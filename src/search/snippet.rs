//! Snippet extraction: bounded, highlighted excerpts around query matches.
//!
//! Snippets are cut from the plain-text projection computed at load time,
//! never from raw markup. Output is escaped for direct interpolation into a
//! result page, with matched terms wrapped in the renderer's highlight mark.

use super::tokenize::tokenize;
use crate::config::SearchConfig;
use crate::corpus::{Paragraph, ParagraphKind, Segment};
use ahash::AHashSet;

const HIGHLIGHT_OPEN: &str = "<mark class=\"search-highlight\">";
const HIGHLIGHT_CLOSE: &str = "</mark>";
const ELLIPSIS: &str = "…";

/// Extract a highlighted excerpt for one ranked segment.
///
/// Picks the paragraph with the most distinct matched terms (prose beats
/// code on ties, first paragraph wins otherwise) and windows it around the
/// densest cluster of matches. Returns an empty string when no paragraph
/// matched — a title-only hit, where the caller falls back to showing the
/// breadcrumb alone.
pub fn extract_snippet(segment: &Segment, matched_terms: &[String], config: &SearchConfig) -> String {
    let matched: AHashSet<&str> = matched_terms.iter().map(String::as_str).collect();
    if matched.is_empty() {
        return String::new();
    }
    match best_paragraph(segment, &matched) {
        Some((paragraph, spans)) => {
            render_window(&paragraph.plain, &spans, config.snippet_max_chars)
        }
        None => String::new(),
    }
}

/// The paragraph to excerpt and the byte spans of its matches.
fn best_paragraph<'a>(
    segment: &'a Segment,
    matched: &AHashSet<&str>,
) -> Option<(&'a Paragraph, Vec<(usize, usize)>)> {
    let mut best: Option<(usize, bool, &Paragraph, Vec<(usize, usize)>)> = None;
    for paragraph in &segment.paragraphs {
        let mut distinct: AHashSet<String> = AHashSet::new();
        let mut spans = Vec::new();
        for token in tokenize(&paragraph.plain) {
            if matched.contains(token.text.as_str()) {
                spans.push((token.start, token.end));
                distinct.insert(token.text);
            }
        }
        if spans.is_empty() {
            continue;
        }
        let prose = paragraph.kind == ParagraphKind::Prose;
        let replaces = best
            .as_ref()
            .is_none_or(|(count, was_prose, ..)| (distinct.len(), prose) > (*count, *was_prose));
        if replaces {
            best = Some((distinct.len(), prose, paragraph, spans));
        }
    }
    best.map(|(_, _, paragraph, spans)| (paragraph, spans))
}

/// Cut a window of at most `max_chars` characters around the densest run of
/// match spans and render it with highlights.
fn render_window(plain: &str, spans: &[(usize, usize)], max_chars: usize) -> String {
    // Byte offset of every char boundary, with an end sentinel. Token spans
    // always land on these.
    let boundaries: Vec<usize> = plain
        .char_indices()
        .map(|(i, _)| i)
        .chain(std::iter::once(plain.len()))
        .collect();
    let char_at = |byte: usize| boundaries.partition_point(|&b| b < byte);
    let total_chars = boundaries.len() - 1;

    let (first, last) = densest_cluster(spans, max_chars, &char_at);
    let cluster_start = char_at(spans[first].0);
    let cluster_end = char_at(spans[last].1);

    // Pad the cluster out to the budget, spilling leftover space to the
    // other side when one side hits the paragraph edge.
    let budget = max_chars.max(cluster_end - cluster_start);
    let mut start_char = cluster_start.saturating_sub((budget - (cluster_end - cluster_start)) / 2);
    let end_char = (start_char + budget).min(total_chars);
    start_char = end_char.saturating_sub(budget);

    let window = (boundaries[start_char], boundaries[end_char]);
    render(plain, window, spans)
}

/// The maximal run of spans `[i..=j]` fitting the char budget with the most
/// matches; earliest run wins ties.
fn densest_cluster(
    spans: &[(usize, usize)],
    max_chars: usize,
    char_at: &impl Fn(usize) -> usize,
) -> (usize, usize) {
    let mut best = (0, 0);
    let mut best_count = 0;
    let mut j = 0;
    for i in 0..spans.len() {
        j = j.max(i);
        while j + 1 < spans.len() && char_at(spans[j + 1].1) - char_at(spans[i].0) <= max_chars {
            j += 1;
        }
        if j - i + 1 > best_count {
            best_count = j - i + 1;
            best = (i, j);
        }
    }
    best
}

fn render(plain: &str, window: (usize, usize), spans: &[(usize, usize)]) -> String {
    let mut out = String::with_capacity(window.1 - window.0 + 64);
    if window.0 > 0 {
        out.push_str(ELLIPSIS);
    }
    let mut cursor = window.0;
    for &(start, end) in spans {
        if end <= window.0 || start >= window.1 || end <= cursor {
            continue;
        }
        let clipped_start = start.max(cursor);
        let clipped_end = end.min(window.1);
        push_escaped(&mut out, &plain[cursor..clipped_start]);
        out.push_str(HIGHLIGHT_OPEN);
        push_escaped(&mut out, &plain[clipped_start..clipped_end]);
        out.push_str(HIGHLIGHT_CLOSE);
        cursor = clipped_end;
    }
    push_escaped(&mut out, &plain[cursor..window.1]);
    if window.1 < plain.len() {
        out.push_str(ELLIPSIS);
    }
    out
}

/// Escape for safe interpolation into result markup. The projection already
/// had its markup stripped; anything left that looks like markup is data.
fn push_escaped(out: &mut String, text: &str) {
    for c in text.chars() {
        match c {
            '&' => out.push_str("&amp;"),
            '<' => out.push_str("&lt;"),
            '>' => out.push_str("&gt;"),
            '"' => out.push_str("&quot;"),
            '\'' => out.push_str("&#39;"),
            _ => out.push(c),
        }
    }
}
+++
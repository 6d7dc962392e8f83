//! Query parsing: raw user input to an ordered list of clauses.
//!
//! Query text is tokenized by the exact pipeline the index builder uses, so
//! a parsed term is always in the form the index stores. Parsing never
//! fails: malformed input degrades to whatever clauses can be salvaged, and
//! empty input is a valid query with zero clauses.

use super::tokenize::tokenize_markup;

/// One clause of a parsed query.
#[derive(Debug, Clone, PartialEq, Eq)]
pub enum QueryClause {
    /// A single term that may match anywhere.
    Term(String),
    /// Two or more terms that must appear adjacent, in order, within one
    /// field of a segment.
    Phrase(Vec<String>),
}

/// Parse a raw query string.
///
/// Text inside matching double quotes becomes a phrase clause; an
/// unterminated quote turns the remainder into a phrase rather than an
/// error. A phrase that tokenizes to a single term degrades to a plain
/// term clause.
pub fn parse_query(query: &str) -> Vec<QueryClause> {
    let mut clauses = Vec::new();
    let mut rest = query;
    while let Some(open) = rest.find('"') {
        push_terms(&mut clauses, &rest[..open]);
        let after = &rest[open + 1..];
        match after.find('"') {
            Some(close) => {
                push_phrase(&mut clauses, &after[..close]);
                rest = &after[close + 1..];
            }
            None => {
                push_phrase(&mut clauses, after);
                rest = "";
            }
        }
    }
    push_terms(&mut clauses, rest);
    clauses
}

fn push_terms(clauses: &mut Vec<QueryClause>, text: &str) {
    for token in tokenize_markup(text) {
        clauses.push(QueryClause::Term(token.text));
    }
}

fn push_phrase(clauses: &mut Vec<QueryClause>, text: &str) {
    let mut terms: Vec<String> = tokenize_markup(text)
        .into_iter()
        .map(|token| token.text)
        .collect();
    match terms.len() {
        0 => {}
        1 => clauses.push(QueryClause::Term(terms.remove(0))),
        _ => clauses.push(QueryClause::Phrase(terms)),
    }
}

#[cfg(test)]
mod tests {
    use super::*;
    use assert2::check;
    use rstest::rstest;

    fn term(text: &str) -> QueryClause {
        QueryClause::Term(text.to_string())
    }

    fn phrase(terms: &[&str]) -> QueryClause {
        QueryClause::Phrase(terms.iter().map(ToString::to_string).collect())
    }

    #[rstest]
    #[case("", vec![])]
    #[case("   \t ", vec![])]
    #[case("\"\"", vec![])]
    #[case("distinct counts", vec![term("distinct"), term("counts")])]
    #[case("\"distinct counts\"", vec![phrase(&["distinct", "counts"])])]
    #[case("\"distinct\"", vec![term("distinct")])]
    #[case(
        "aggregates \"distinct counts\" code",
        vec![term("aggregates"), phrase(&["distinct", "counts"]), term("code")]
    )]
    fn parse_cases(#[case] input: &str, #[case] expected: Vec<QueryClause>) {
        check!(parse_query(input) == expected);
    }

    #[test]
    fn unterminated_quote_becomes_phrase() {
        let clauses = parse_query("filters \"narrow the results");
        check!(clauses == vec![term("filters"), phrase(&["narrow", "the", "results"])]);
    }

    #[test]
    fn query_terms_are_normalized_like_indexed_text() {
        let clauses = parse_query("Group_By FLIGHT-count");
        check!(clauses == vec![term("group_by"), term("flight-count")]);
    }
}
+++
• _Goal of the exercise_:
Where the string "degrades" shows up in the listing above, copy the line that holds it.

• _Result_:
//! fails: malformed input degrades to whatever clauses can be salvaged, and
/// error. A phrase that tokenizes to a single term degrades to a plain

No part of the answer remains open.